> [WHAT THE TASK REQUIRES]:
When you find the word "malformed" in a line of the entries, please copy the whole line.
-------- INPUT RECORDS --------
//! Market Catalog application library.
//!
//! Everything above the domain model: the in-memory catalog, the session and
//! its durable storage, view routing, per-screen state and the description
//! suggestion client. The `market-catalog` binary wires these together.

#![cfg_attr(not(test), forbid(unsafe_code))]

pub mod catalog;
pub mod config;
pub mod error;
pub mod fixtures;
pub mod router;
pub mod screens;
pub mod session;
pub mod storage;
pub mod suggest;
pub mod telemetry;
pub mod theme;

pub use error::{AppError, ErrorKind, Result};
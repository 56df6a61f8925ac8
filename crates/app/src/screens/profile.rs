//! Profile editor shared by both roles.

use market_catalog_core::{BusinessHours, Email, InvalidStateError, Role, UserProfile};
use tracing::info;

use crate::error::Result;
use crate::session::SessionManager;
use crate::storage::KeyValueStore;

pub const DEFAULT_AVATAR_URL: &str =
    "https://images.unsplash.com/photo-1542838132-92c53300491e?auto=format&fit=crop&q=80&w=200";
pub const DEFAULT_BANNER_URL: &str =
    "https://images.unsplash.com/photo-1578916171728-46686eac8d58?auto=format&fit=crop&q=80&w=1200";
pub const DEFAULT_OPEN_HOUR: &str = "08:00";
pub const DEFAULT_CLOSE_HOUR: &str = "22:00";

/// Share code shown for store accounts without their own code.
pub const DEFAULT_STORE_CODE: &str = "MC-778";
/// Share code shown for customers.
pub const CUSTOMER_SHARE_CODE: &str = "USER-992";

/// Editable profile fields, as text.
#[derive(Debug, Clone, PartialEq, Eq)]
pub struct ProfileForm {
    pub name: String,
    pub email: String,
    pub avatar_url: String,
    pub banner_url: String,
    pub open_hour: String,
    pub close_hour: String,
}

impl ProfileForm {
    /// Seed the form from `profile`, filling gaps with defaults.
    #[must_use]
    pub fn from_profile(profile: &UserProfile) -> Self {
        let (open_hour, close_hour) = profile.business_hours.as_ref().map_or_else(
            || (DEFAULT_OPEN_HOUR.to_string(), DEFAULT_CLOSE_HOUR.to_string()),
            |hours| (hours.open_label(), hours.close_label()),
        );

        Self {
            name: profile.name.clone(),
            email: profile.email.to_string(),
            avatar_url: profile
                .avatar_url
                .clone()
                .unwrap_or_else(|| DEFAULT_AVATAR_URL.to_string()),
            banner_url: profile
                .banner_url
                .clone()
                .unwrap_or_else(|| DEFAULT_BANNER_URL.to_string()),
            open_hour,
            close_hour,
        }
    }

    /// The edited copy of `profile`. Hours are kept only for store accounts.
    ///
    /// # Errors
    ///
    /// `InvalidEmail` or `InvalidHours` for malformed input.
    pub fn apply(&self, profile: &UserProfile) -> Result<UserProfile> {
        let email = Email::parse(&self.email)?;
        let business_hours = match profile.role() {
            Role::Supermarket => Some(BusinessHours::parse(&self.open_hour, &self.close_hour)?),
            Role::Customer => None,
        };

        Ok(UserProfile {
            name: self.name.trim().to_owned(),
            email,
            avatar_url: Some(self.avatar_url.clone()),
            banner_url: Some(self.banner_url.clone()),
            business_hours,
            ..profile.clone()
        })
    }
}

/// Profile screen state.
#[derive(Debug, Clone, PartialEq, Eq)]
pub struct ProfileEditor {
    pub form: ProfileForm,
}

impl ProfileEditor {
    #[must_use]
    pub fn new(profile: &UserProfile) -> Self {
        Self {
            form: ProfileForm::from_profile(profile),
        }
    }

    /// Validate the form and store the result through the session.
    ///
    /// # Errors
    ///
    /// Form validation errors, or `InvalidState` when logged out.
    pub fn submit<S: KeyValueStore>(&self, session: &mut SessionManager<S>) -> Result<()> {
        let current = session.current().ok_or(InvalidStateError::NoSession)?;
        let updated = self.form.apply(current)?;
        let profile_id = updated.id.clone();
        session.update(updated)?;
        info!(profile_id = %profile_id, "Profile saved");
        Ok(())
    }
}

/// Code other users type to find this profile.
#[must_use]
pub fn share_code(profile: &UserProfile) -> &str {
    match profile.role() {
        Role::Supermarket => profile.unique_code.as_deref().unwrap_or(DEFAULT_STORE_CODE),
        Role::Customer => CUSTOMER_SHARE_CODE,
    }
}
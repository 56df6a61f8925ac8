//! Error types for the description suggestion client.

use thiserror::Error;

/// Errors that can occur when requesting a suggestion.
///
/// None of these reach the caller of
/// [`DescriptionSuggester::suggest`](super::DescriptionSuggester::suggest);
/// they are logged and replaced by the fallback text.
#[derive(Debug, Error)]
pub enum SuggestionError {
    /// HTTP request failed.
    #[error("HTTP error: {0}")]
    Http(#[from] reqwest::Error),

    /// The API returned an error.
    #[error("API error ({status}): {message}")]
    Api {
        /// Status from the error body, or the HTTP status.
        status: String,
        /// Error message.
        message: String,
    },

    /// Rate limited by the API.
    #[error("rate limited, retry after {0} seconds")]
    RateLimited(u64),

    /// Authentication failed.
    #[error("unauthorized: {0}")]
    Unauthorized(String),

    /// Failed to parse response.
    #[error("parse error: {0}")]
    Parse(String),

    /// No API key is configured.
    #[error("no API key configured")]
    MissingApiKey,

    /// The configured base URL cannot address the endpoint.
    #[error("invalid endpoint: {0}")]
    Endpoint(#[from] url::ParseError),
}

/// Error body returned by the Generative Language API.
#[derive(Debug, serde::Deserialize)]
pub struct ApiErrorResponse {
    pub error: ApiError,
}

/// Nested error details.
#[derive(Debug, serde::Deserialize)]
pub struct ApiError {
    #[serde(default)]
    pub code: u16,
    pub message: String,
    #[serde(default)]
    pub status: String,
}
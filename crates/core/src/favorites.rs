//! Favorite-store toggling for customer profiles.
//!
//! Both functions are pure: they never touch storage. The session manager
//! persists the returned profile through its `update` operation.

use crate::error::InvalidStateError;
use crate::models::{Account, UserProfile};
use crate::types::StoreId;

/// Follow `store_id` (appended last) if the customer does not follow it yet,
/// unfollow it otherwise. Returns the new profile; `profile` is left untouched.
///
/// Applying the same toggle twice yields the original profile.
///
/// # Errors
///
/// Returns [`InvalidStateError::NotACustomer`] for store accounts.
pub fn toggle(profile: &UserProfile, store_id: &StoreId) -> Result<UserProfile, InvalidStateError> {
    let mut next = profile.clone();
    match &mut next.account {
        Account::Customer { favorites } => {
            if !favorites.remove(store_id) {
                favorites.insert(store_id.clone());
            }
        }
        Account::Supermarket { .. } => return Err(InvalidStateError::NotACustomer),
    }
    Ok(next)
}

/// Whether the profile follows `store_id`. Always false for store accounts.
#[must_use]
pub fn is_favorite(profile: &UserProfile, store_id: &StoreId) -> bool {
    profile
        .favorites()
        .is_some_and(|favorites| favorites.contains(store_id))
}

#[cfg(test)]
#[allow(clippy::unwrap_used)]
mod tests {
    use super::*;
    use crate::types::{Email, ProfileId};

    fn customer() -> UserProfile {
        UserProfile::customer(ProfileId::new("u1"), "João Silva", Email::demo())
    }

    #[test]
    fn test_toggle_adds_then_removes() {
        let s1 = StoreId::new("s1");
        let followed = toggle(&customer(), &s1).unwrap();
        assert!(is_favorite(&followed, &s1));

        let unfollowed = toggle(&followed, &s1).unwrap();
        assert!(!is_favorite(&unfollowed, &s1));
    }

    #[test]
    fn test_toggle_is_an_involution() {
        let base = toggle(&customer(), &StoreId::new("s1")).unwrap();
        let base = toggle(&base, &StoreId::new("s3")).unwrap();

        for id in ["s1", "s2", "s3"] {
            let id = StoreId::new(id);
            let twice = toggle(&toggle(&base, &id).unwrap(), &id).unwrap();
            assert_eq!(twice, base);
        }
    }

    #[test]
    fn test_toggle_does_not_mutate_input() {
        let profile = customer();
        let _ = toggle(&profile, &StoreId::new("s2")).unwrap();
        assert_eq!(profile.favorites().map(|f| f.len()), Some(0));
    }

    #[test]
    fn test_toggle_never_duplicates() {
        let s2 = StoreId::new("s2");
        let mut profile = customer();
        for _ in 0..5 {
            profile = toggle(&profile, &s2).unwrap();
        }
        assert_eq!(profile.favorites().map(|f| f.len()), Some(1));
    }

    #[test]
    fn test_toggle_appends_in_follow_order() {
        let profile = toggle(&customer(), &StoreId::new("s3")).unwrap();
        let profile = toggle(&profile, &StoreId::new("s1")).unwrap();

        let json = serde_json::to_value(&profile).unwrap();
        assert_eq!(json["favorites"], serde_json::json!(["s3", "s1"]));
    }

    #[test]
    fn test_toggle_rejects_store_accounts() {
        let store = UserProfile::supermarket(
            ProfileId::new("u2"),
            "Supermercado Central",
            Email::demo(),
            StoreId::new("s1"),
        );
        assert_eq!(
            toggle(&store, &StoreId::new("s2")),
            Err(InvalidStateError::NotACustomer)
        );
        assert!(!is_favorite(&store, &StoreId::new("s1")));
    }
}
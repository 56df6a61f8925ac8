//! User profile types.
//!
//! A profile belongs to either a customer or a supermarket operator. The
//! role-specific data lives in [`Account`] so a customer can never carry a
//! store id and a store account can never carry favorites.

use serde::{Deserialize, Serialize};

use crate::types::{BusinessHours, Email, ProfileId, StoreId};

/// Who a profile belongs to. Fixed when the profile is created.
#[derive(Debug, Clone, Copy, PartialEq, Eq, Hash, Serialize, Deserialize)]
#[serde(rename_all = "SCREAMING_SNAKE_CASE")]
pub enum Role {
    Customer,
    Supermarket,
}

impl std::fmt::Display for Role {
    fn fmt(&self, f: &mut std::fmt::Formatter<'_>) -> std::fmt::Result {
        match self {
            Self::Customer => write!(f, "CUSTOMER"),
            Self::Supermarket => write!(f, "SUPERMARKET"),
        }
    }
}

/// Stores a customer follows, in the order they were followed.
///
/// Each store appears at most once. Equality ignores order, so unfollowing
/// and re-following a store gives back an equal list.
#[derive(Debug, Clone, Default, Serialize, Deserialize)]
#[serde(from = "Vec<StoreId>", into = "Vec<StoreId>")]
pub struct FavoriteStores(Vec<StoreId>);

impl FavoriteStores {
    #[must_use]
    pub const fn new() -> Self {
        Self(Vec::new())
    }

    #[must_use]
    pub fn contains(&self, store_id: &StoreId) -> bool {
        self.0.contains(store_id)
    }

    /// Append `store_id`. Returns false if it was already followed.
    pub fn insert(&mut self, store_id: StoreId) -> bool {
        if self.contains(&store_id) {
            return false;
        }
        self.0.push(store_id);
        true
    }

    /// Remove `store_id`, keeping the order of the rest. Returns false if it
    /// was not followed.
    pub fn remove(&mut self, store_id: &StoreId) -> bool {
        let before = self.0.len();
        self.0.retain(|id| id != store_id);
        self.0.len() != before
    }

    #[must_use]
    pub const fn len(&self) -> usize {
        self.0.len()
    }

    #[must_use]
    pub const fn is_empty(&self) -> bool {
        self.0.is_empty()
    }

    pub fn iter(&self) -> std::slice::Iter<'_, StoreId> {
        self.0.iter()
    }
}

impl<'a> IntoIterator for &'a FavoriteStores {
    type Item = &'a StoreId;
    type IntoIter = std::slice::Iter<'a, StoreId>;

    fn into_iter(self) -> Self::IntoIter {
        self.0.iter()
    }
}

impl PartialEq for FavoriteStores {
    fn eq(&self, other: &Self) -> bool {
        self.len() == other.len() && self.iter().all(|id| other.contains(id))
    }
}

impl Eq for FavoriteStores {}

impl From<Vec<StoreId>> for FavoriteStores {
    /// Drops repeated ids, keeping the first occurrence.
    fn from(ids: Vec<StoreId>) -> Self {
        let mut favorites = Self::new();
        for id in ids {
            favorites.insert(id);
        }
        favorites
    }
}

impl From<FavoriteStores> for Vec<StoreId> {
    fn from(favorites: FavoriteStores) -> Self {
        favorites.0
    }
}

/// Role-keyed account data.
///
/// Serialized inline with the profile, using `role` as the tag:
/// `{"role": "CUSTOMER", "favorites": [...]}` or
/// `{"role": "SUPERMARKET", "storeId": "s1"}`.
#[derive(Debug, Clone, PartialEq, Eq, Serialize, Deserialize)]
#[serde(tag = "role")]
pub enum Account {
    #[serde(rename = "CUSTOMER")]
    Customer {
        /// Stores the customer follows.
        #[serde(default)]
        favorites: FavoriteStores,
    },
    #[serde(rename = "SUPERMARKET", rename_all = "camelCase")]
    Supermarket {
        /// The store this account operates.
        store_id: StoreId,
    },
}

impl Account {
    #[must_use]
    pub const fn role(&self) -> Role {
        match self {
            Self::Customer { .. } => Role::Customer,
            Self::Supermarket { .. } => Role::Supermarket,
        }
    }
}

/// The logged-in user's profile, as persisted between runs.
#[derive(Debug, Clone, PartialEq, Eq, Serialize, Deserialize)]
#[serde(rename_all = "camelCase")]
pub struct UserProfile {
    pub id: ProfileId,
    /// Public search code, only set for store accounts.
    #[serde(rename = "uniqueId", default, skip_serializing_if = "Option::is_none")]
    pub unique_code: Option<String>,
    pub name: String,
    pub email: Email,
    #[serde(flatten)]
    pub account: Account,
    #[serde(default, skip_serializing_if = "Option::is_none")]
    pub avatar_url: Option<String>,
    #[serde(default, skip_serializing_if = "Option::is_none")]
    pub banner_url: Option<String>,
    #[serde(default, skip_serializing_if = "Option::is_none")]
    pub business_hours: Option<BusinessHours>,
}

impl UserProfile {
    /// A customer profile with no favorites yet.
    #[must_use]
    pub fn customer(id: ProfileId, name: impl Into<String>, email: Email) -> Self {
        Self::with_account(
            id,
            name,
            email,
            Account::Customer {
                favorites: FavoriteStores::new(),
            },
        )
    }

    /// A store account operating `store_id`.
    #[must_use]
    pub fn supermarket(
        id: ProfileId,
        name: impl Into<String>,
        email: Email,
        store_id: StoreId,
    ) -> Self {
        Self::with_account(id, name, email, Account::Supermarket { store_id })
    }

    fn with_account(id: ProfileId, name: impl Into<String>, email: Email, account: Account) -> Self {
        Self {
            id,
            unique_code: None,
            name: name.into(),
            email,
            account,
            avatar_url: None,
            banner_url: None,
            business_hours: None,
        }
    }

    #[must_use]
    pub const fn role(&self) -> Role {
        self.account.role()
    }

    /// The operated store, for store accounts.
    #[must_use]
    pub const fn store_id(&self) -> Option<&StoreId> {
        match &self.account {
            Account::Supermarket { store_id } => Some(store_id),
            Account::Customer { .. } => None,
        }
    }

    /// Followed stores, for customers.
    #[must_use]
    pub const fn favorites(&self) -> Option<&FavoriteStores> {
        match &self.account {
            Account::Customer { favorites } => Some(favorites),
            Account::Supermarket { .. } => None,
        }
    }
}
//! Light/dark theme preference.

use std::str::FromStr;

/// Display theme. Persists across logout.
#[derive(Debug, Clone, Copy, PartialEq, Eq, Hash, Default)]
pub enum Theme {
    #[default]
    Light,
    Dark,
}

impl Theme {
    #[must_use]
    pub const fn as_str(self) -> &'static str {
        match self {
            Self::Light => "light",
            Self::Dark => "dark",
        }
    }

    /// The other theme.
    #[must_use]
    pub const fn toggled(self) -> Self {
        match self {
            Self::Light => Self::Dark,
            Self::Dark => Self::Light,
        }
    }

    /// Parse a stored value, falling back to the default for anything
    /// unrecognised.
    #[must_use]
    pub fn from_stored(value: Option<&str>) -> Self {
        value.and_then(|v| v.parse().ok()).unwrap_or_default()
    }
}

impl FromStr for Theme {
    type Err = String;

    fn from_str(s: &str) -> Result<Self, Self::Err> {
        match s {
            "light" => Ok(Self::Light),
            "dark" => Ok(Self::Dark),
            _ => Err(format!("invalid theme: {s}")),
        }
    }
}

impl std::fmt::Display for Theme {
    fn fmt(&self, f: &mut std::fmt::Formatter<'_>) -> std::fmt::Result {
        f.write_str(self.as_str())
    }
}
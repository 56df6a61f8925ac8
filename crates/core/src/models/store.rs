//! Supermarket (store) domain type.

use serde::{Deserialize, Serialize};

use crate::types::{BusinessHours, Region, StoreId};

/// A supermarket customers can browse.
#[derive(Debug, Clone, PartialEq, Serialize, Deserialize)]
#[serde(rename_all = "camelCase")]
pub struct Store {
    pub id: StoreId,
    /// Human-readable search code such as `MC-778`.
    #[serde(rename = "uniqueId")]
    pub unique_code: String,
    pub name: String,
    pub address: String,
    pub region: Region,
    pub logo_url: String,
    #[serde(default, skip_serializing_if = "Option::is_none")]
    pub banner_url: Option<String>,
    /// Average rating, 0 to 5.
    pub rating: f32,
    /// Distance from the customer in kilometres.
    #[serde(rename = "distance", default, skip_serializing_if = "Option::is_none")]
    pub distance_km: Option<f32>,
    #[serde(default)]
    pub is_verified: bool,
    #[serde(default, skip_serializing_if = "Option::is_none")]
    pub business_hours: Option<BusinessHours>,
}

impl Store {
    /// Search predicate used by the store explorer.
    ///
    /// Matches when the name contains `term` or the unique code equals it,
    /// both case-insensitively. An empty term matches every store.
    #[must_use]
    pub fn matches_search(&self, term: &str) -> bool {
        let term = term.to_lowercase();
        self.name.to_lowercase().contains(&term) || self.unique_code.to_lowercase() == term
    }
}

#[cfg(test)]
mod tests {
    use super::*;

    fn central() -> Store {
        Store {
            id: StoreId::new("s1"),
            unique_code: "MC-778".to_string(),
            name: "Supermercado Central".to_string(),
            address: "Av. Paulista, 1000".to_string(),
            region: Region::Centro,
            logo_url: String::new(),
            banner_url: None,
            rating: 4.8,
            distance_km: Some(1.2),
            is_verified: true,
            business_hours: None,
        }
    }

    #[test]
    fn test_matches_name_substring_case_insensitively() {
        assert!(central().matches_search("central"));
        assert!(central().matches_search("SUPERMERCADO"));
        assert!(!central().matches_search("hiper"));
    }

    #[test]
    fn test_matches_code_only_exactly() {
        assert!(central().matches_search("mc-778"));
        assert!(!central().matches_search("MC-77"));
    }

    #[test]
    fn test_empty_term_matches() {
        assert!(central().matches_search(""));
    }
}
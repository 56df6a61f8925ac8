//! Invariant violations shared by the core and the application layer.

use crate::types::ProfileId;

/// An operation was attempted in a state that correct view gating never
/// produces: the wrong role, or a profile that is not the logged-in one.
#[derive(thiserror::Error, Debug, Clone, PartialEq, Eq)]
pub enum InvalidStateError {
    /// A customer-only operation was called with a store account.
    #[error("operation requires a customer profile")]
    NotACustomer,

    /// A store-operator-only operation was called without an operated store.
    #[error("operation requires a supermarket profile")]
    NotAnOperator,

    /// A profile update tried to replace a different identity.
    #[error("profile {attempted} cannot replace logged-in profile {current}")]
    IdentityMismatch {
        /// The logged-in profile.
        current: ProfileId,
        /// The profile passed to the update.
        attempted: ProfileId,
    },

    /// A profile update tried to change the role or the operated store,
    /// both of which are fixed at login.
    #[error("profile {profile} cannot change its role or operated store")]
    AccountChanged {
        /// The logged-in profile.
        profile: ProfileId,
    },

    /// A profile update arrived while nobody is logged in.
    #[error("no active session")]
    NoSession,
}
//! Application configuration loaded from environment variables.
//!
//! # Environment Variables
//!
//! All variables are optional.
//!
//! - `MARKET_CATALOG_STORAGE_PATH` - Key-value storage file (default: .market-catalog/storage.json)
//! - `GEMINI_API_KEY` - Generative Language API key; without it suggestions use the fallback text
//! - `GEMINI_MODEL` - Model ID (default: gemini-3-flash-preview)
//! - `GEMINI_BASE_URL` - API root (default: <https://generativelanguage.googleapis.com>)
//! - `GEMINI_TIMEOUT_SECS` - Request timeout in seconds (default: 15)
//! - `SENTRY_DSN` - Sentry error tracking DSN
//! - `SENTRY_ENVIRONMENT` - Sentry environment name
//! - `SENTRY_SAMPLE_RATE` - Error sample rate, 0.0 to 1.0 (default: 1.0)
//! - `SENTRY_TRACES_SAMPLE_RATE` - Traces sample rate, 0.0 to 1.0 (default: 0.0)
//! - `MARKET_CATALOG_LOG_FORMAT` - `json` for JSON log lines (default: human-readable)

use std::collections::HashMap;
use std::path::PathBuf;
use std::time::Duration;

use secrecy::SecretString;
use thiserror::Error;
use url::Url;

const MIN_ENTROPY_BITS_PER_CHAR: f64 = 3.3;
const DEFAULT_STORAGE_PATH: &str = ".market-catalog/storage.json";
const DEFAULT_GEMINI_MODEL: &str = "gemini-3-flash-preview";
const DEFAULT_GEMINI_BASE_URL: &str = "https://generativelanguage.googleapis.com";
const DEFAULT_GEMINI_TIMEOUT_SECS: u64 = 15;

/// Fragments of `.env` template values, matched case-insensitively.
const PLACEHOLDER_PATTERNS: &[&str] = &[
    "your-",
    "your_",
    "api-key-here",
    "changeme",
    "placeholder",
    "example",
    "xxx",
    "insert",
];

/// Configuration errors that can occur during loading.
#[derive(Debug, Error)]
pub enum ConfigError {
    #[error("Invalid environment variable {0}: {1}")]
    InvalidEnvVar(String, String),
    #[error("Insecure secret in {0}: {1}")]
    InsecureSecret(String, String),
}

/// Application configuration.
#[derive(Debug, Clone)]
pub struct AppConfig {
    /// File backing the durable key-value storage
    pub storage_path: PathBuf,
    /// Description suggestion service configuration
    pub suggestion: SuggestionConfig,
    /// Sentry DSN for error tracking
    pub sentry_dsn: Option<String>,
    /// Sentry environment (e.g., "development", "production")
    pub sentry_environment: Option<String>,
    /// Sentry error sample rate (0.0 to 1.0)
    pub sentry_sample_rate: f32,
    /// Sentry traces sample rate (0.0 to 1.0)
    pub sentry_traces_sample_rate: f32,
    /// Emit logs as JSON lines
    pub log_json: bool,
}

/// Description suggestion (Gemini) configuration.
///
/// Implements `Debug` manually to redact the API key.
#[derive(Clone)]
pub struct SuggestionConfig {
    /// API key; `None` means every suggestion resolves to the fallback text
    pub api_key: Option<SecretString>,
    /// Model ID
    pub model: String,
    /// API root URL
    pub base_url: Url,
    /// Per-request timeout
    pub timeout: Duration,
}

impl std::fmt::Debug for SuggestionConfig {
    fn fmt(&self, f: &mut std::fmt::Formatter<'_>) -> std::fmt::Result {
        f.debug_struct("SuggestionConfig")
            .field("api_key", &self.api_key.as_ref().map(|_| "[REDACTED]"))
            .field("model", &self.model)
            .field("base_url", &self.base_url.as_str())
            .field("timeout", &self.timeout)
            .finish()
    }
}

impl Default for SuggestionConfig {
    fn default() -> Self {
        Self {
            api_key: None,
            model: DEFAULT_GEMINI_MODEL.to_string(),
            base_url: default_base_url(),
            timeout: Duration::from_secs(DEFAULT_GEMINI_TIMEOUT_SECS),
        }
    }
}

impl AppConfig {
    /// Load configuration from environment variables.
    ///
    /// Calls `dotenvy::dotenv()` to load from `.env` file if present.
    ///
    /// # Errors
    ///
    /// Returns `ConfigError` if a variable is malformed or the API key looks
    /// like a placeholder.
    pub fn from_env() -> Result<Self, ConfigError> {
        // Load .env file if present (ignore errors if not found)
        let _ = dotenvy::dotenv();

        let storage_path =
            PathBuf::from(get_env_or_default("MARKET_CATALOG_STORAGE_PATH", DEFAULT_STORAGE_PATH));
        let suggestion = SuggestionConfig::from_env()?;

        Ok(Self {
            storage_path,
            suggestion,
            sentry_dsn: get_optional_env("SENTRY_DSN"),
            sentry_environment: get_optional_env("SENTRY_ENVIRONMENT"),
            sentry_sample_rate: parse_rate("SENTRY_SAMPLE_RATE", 1.0)?,
            sentry_traces_sample_rate: parse_rate("SENTRY_TRACES_SAMPLE_RATE", 0.0)?,
            log_json: get_optional_env("MARKET_CATALOG_LOG_FORMAT")
                .is_some_and(|format| format.eq_ignore_ascii_case("json")),
        })
    }
}

impl SuggestionConfig {
    fn from_env() -> Result<Self, ConfigError> {
        let api_key = get_optional_env("GEMINI_API_KEY")
            .map(|key| {
                check_api_key(&key)?;
                Ok(SecretString::from(key))
            })
            .transpose()?;

        let base_url = get_env_or_default("GEMINI_BASE_URL", DEFAULT_GEMINI_BASE_URL);
        let base_url = Url::parse(&base_url)
            .map_err(|e| ConfigError::InvalidEnvVar("GEMINI_BASE_URL".to_string(), e.to_string()))?;

        let timeout = get_optional_env("GEMINI_TIMEOUT_SECS")
            .map(|raw| raw.parse::<u64>())
            .transpose()
            .map_err(|e| {
                ConfigError::InvalidEnvVar("GEMINI_TIMEOUT_SECS".to_string(), e.to_string())
            })?
            .unwrap_or(DEFAULT_GEMINI_TIMEOUT_SECS);

        Ok(Self {
            api_key,
            model: get_env_or_default("GEMINI_MODEL", DEFAULT_GEMINI_MODEL),
            base_url,
            timeout: Duration::from_secs(timeout),
        })
    }
}

// =============================================================================
// Helper Functions
// =============================================================================

#[allow(clippy::expect_used)] // constant URL
fn default_base_url() -> Url {
    Url::parse(DEFAULT_GEMINI_BASE_URL).expect("default Gemini base URL is valid")
}

/// Get an optional environment variable, treating blank values as unset.
fn get_optional_env(key: &str) -> Option<String> {
    std::env::var(key).ok().filter(|value| !value.trim().is_empty())
}

/// Get an environment variable with a default value.
fn get_env_or_default(key: &str, default: &str) -> String {
    get_optional_env(key).unwrap_or_else(|| default.to_string())
}

/// Parse a 0.0-1.0 sample rate.
fn parse_rate(key: &str, default: f32) -> Result<f32, ConfigError> {
    let Some(raw) = get_optional_env(key) else {
        return Ok(default);
    };
    let rate = raw
        .parse::<f32>()
        .map_err(|e| ConfigError::InvalidEnvVar(key.to_string(), e.to_string()))?;
    if (0.0..=1.0).contains(&rate) {
        Ok(rate)
    } else {
        Err(ConfigError::InvalidEnvVar(
            key.to_string(),
            format!("{rate} is outside 0.0..=1.0"),
        ))
    }
}

/// Shannon entropy of `key`, in bits per character.
fn entropy_per_char(key: &str) -> f64 {
    let mut counts: HashMap<char, u32> = HashMap::new();
    let mut total = 0_u32;
    for c in key.chars() {
        *counts.entry(c).or_default() += 1;
        total += 1;
    }
    if total == 0 {
        return 0.0;
    }

    let total = f64::from(total);
    counts
        .values()
        .map(|&n| f64::from(n) / total)
        .map(|p| -p * p.log2())
        .sum()
}

/// Reject a Gemini key copied from a template or too uniform to have been
/// issued by Google.
fn check_api_key(key: &str) -> Result<(), ConfigError> {
    let insecure =
        |reason: String| ConfigError::InsecureSecret("GEMINI_API_KEY".to_string(), reason);

    let lower = key.to_lowercase();
    if let Some(pattern) = PLACEHOLDER_PATTERNS.iter().find(|p| lower.contains(**p)) {
        return Err(insecure(format!("looks like a placeholder ('{pattern}')")));
    }

    let bits = entropy_per_char(key);
    if bits < MIN_ENTROPY_BITS_PER_CHAR {
        return Err(insecure(format!(
            "{bits:.2} bits/char is below the {MIN_ENTROPY_BITS_PER_CHAR:.1} expected of an issued key"
        )));
    }
    Ok(())
}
--------
> [ANSWER BOX]:
    /// `InvalidEmail` or `InvalidHours` for malformed input.
    /// Returns `ConfigError` if a variable is malformed or the API key looks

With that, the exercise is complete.